◆ Stored items
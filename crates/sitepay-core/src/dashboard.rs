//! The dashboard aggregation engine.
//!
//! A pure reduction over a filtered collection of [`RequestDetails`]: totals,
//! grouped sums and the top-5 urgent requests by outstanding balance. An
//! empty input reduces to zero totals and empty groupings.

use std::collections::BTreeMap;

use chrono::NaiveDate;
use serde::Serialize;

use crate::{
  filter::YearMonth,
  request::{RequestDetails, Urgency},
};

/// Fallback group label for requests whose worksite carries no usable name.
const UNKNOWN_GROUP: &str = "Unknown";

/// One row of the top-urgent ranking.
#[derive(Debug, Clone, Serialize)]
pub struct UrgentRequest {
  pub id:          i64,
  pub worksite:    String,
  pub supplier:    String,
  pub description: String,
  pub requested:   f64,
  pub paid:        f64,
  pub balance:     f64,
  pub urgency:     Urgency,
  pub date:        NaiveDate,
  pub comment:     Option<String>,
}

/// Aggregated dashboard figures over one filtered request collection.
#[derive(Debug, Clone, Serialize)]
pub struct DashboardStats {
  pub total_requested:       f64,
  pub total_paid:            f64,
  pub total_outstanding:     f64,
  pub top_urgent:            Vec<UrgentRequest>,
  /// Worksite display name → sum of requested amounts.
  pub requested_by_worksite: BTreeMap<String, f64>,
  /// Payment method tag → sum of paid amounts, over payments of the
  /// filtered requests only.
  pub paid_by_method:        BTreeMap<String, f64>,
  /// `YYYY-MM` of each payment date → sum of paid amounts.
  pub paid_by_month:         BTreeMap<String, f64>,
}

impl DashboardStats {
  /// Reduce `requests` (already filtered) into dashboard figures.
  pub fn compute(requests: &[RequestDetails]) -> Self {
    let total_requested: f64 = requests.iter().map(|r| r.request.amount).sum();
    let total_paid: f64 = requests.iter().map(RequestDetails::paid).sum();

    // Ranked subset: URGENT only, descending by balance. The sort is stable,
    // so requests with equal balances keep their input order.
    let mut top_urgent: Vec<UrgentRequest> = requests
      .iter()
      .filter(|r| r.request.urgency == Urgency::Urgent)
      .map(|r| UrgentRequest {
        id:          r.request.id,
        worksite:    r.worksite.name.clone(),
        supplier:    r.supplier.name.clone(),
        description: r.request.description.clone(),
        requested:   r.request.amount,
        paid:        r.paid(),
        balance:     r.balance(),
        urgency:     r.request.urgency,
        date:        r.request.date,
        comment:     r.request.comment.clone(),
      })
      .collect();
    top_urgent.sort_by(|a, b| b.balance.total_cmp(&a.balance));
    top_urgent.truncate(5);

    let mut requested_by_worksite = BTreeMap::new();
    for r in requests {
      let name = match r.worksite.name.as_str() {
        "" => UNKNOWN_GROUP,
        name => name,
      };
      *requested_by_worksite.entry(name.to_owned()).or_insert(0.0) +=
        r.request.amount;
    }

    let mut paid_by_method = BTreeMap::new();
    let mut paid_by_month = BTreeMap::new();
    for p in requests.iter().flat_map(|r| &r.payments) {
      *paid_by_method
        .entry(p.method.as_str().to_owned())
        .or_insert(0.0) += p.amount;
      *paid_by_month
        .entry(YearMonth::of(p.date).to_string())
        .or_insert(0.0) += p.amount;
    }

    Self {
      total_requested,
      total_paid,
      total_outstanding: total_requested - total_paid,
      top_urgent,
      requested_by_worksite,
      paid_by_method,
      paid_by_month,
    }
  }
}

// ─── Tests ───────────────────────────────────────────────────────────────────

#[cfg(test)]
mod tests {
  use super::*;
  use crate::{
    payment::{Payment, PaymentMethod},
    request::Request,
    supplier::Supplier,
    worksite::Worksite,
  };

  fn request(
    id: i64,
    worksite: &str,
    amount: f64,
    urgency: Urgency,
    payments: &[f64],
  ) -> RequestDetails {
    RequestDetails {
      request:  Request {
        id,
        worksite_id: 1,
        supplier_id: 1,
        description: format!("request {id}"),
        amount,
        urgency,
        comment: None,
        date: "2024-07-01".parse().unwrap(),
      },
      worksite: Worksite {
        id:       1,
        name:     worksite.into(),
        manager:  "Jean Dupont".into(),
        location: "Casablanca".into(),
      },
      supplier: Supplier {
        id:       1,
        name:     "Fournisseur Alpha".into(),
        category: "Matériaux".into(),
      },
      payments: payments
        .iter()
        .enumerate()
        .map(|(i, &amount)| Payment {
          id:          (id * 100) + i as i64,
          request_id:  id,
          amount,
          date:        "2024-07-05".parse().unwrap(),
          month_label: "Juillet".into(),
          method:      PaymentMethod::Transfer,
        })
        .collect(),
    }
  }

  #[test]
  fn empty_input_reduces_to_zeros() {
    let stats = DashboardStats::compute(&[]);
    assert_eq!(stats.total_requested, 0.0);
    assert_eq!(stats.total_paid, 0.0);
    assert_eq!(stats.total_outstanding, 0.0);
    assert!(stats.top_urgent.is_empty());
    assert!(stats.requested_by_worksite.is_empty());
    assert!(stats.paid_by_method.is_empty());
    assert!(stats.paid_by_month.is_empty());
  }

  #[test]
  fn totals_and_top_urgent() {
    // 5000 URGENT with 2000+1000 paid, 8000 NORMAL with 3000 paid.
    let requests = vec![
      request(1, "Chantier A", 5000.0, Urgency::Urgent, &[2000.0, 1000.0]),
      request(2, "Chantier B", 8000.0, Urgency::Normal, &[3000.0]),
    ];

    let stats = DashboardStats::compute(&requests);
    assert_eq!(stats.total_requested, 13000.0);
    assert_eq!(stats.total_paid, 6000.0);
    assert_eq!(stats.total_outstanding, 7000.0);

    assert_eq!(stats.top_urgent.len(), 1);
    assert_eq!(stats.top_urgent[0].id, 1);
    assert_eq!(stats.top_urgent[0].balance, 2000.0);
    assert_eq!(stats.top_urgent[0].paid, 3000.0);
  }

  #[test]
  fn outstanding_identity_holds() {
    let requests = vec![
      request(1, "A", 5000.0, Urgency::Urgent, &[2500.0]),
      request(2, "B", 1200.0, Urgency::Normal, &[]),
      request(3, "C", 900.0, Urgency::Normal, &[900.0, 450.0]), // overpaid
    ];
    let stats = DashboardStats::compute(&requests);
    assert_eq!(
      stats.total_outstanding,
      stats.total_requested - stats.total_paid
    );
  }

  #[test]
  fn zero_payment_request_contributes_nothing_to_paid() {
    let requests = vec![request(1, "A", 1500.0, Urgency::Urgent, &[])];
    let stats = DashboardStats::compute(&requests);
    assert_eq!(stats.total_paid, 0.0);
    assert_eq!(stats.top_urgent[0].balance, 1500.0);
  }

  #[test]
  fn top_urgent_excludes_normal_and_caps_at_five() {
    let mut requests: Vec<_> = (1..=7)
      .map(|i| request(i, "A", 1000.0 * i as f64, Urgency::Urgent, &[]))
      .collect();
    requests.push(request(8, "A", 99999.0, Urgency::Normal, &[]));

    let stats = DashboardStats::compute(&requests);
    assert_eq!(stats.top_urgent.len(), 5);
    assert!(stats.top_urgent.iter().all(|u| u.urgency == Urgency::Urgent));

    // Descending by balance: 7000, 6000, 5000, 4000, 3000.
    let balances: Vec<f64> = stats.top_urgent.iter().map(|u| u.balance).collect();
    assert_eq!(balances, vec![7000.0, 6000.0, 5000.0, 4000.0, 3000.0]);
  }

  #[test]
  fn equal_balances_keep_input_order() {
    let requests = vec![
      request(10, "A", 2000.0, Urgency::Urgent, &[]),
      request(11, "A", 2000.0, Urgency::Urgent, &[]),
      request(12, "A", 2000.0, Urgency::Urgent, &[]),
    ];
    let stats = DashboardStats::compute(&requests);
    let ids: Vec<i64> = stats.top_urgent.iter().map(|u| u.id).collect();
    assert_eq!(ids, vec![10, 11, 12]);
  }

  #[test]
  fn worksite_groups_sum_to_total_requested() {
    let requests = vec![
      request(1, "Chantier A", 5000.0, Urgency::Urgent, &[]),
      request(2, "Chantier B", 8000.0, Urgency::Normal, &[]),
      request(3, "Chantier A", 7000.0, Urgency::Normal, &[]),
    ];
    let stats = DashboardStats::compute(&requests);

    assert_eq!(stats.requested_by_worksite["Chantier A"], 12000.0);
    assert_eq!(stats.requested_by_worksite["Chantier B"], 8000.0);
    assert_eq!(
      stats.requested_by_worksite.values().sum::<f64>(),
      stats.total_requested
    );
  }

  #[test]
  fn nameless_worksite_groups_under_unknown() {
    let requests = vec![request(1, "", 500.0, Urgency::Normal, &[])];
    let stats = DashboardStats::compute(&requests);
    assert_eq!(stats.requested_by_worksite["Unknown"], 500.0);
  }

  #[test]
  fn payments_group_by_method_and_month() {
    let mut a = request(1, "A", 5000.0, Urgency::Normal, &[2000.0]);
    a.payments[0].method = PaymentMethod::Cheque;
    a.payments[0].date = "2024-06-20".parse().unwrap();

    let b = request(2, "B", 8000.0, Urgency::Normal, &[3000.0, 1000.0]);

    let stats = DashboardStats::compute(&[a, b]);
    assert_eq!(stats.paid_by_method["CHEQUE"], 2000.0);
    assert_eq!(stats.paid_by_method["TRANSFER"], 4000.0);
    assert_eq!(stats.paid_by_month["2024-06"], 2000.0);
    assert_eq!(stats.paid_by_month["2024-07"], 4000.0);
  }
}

◆ WHAT YOU NEED TO DO
Only the lines from the first line of the records through the line containing "and empty groupings." should be repeated, exactly as they appear.

◆ RESPONSE BOX
filename crates/sitepay-core/src/dashboard.rs
//! The dashboard aggregation engine.
//!
//! A pure reduction over a filtered collection of [`RequestDetails`]: totals,
//! grouped sums and the top-5 urgent requests by outstanding balance. An
//! empty input reduces to zero totals and empty groupings.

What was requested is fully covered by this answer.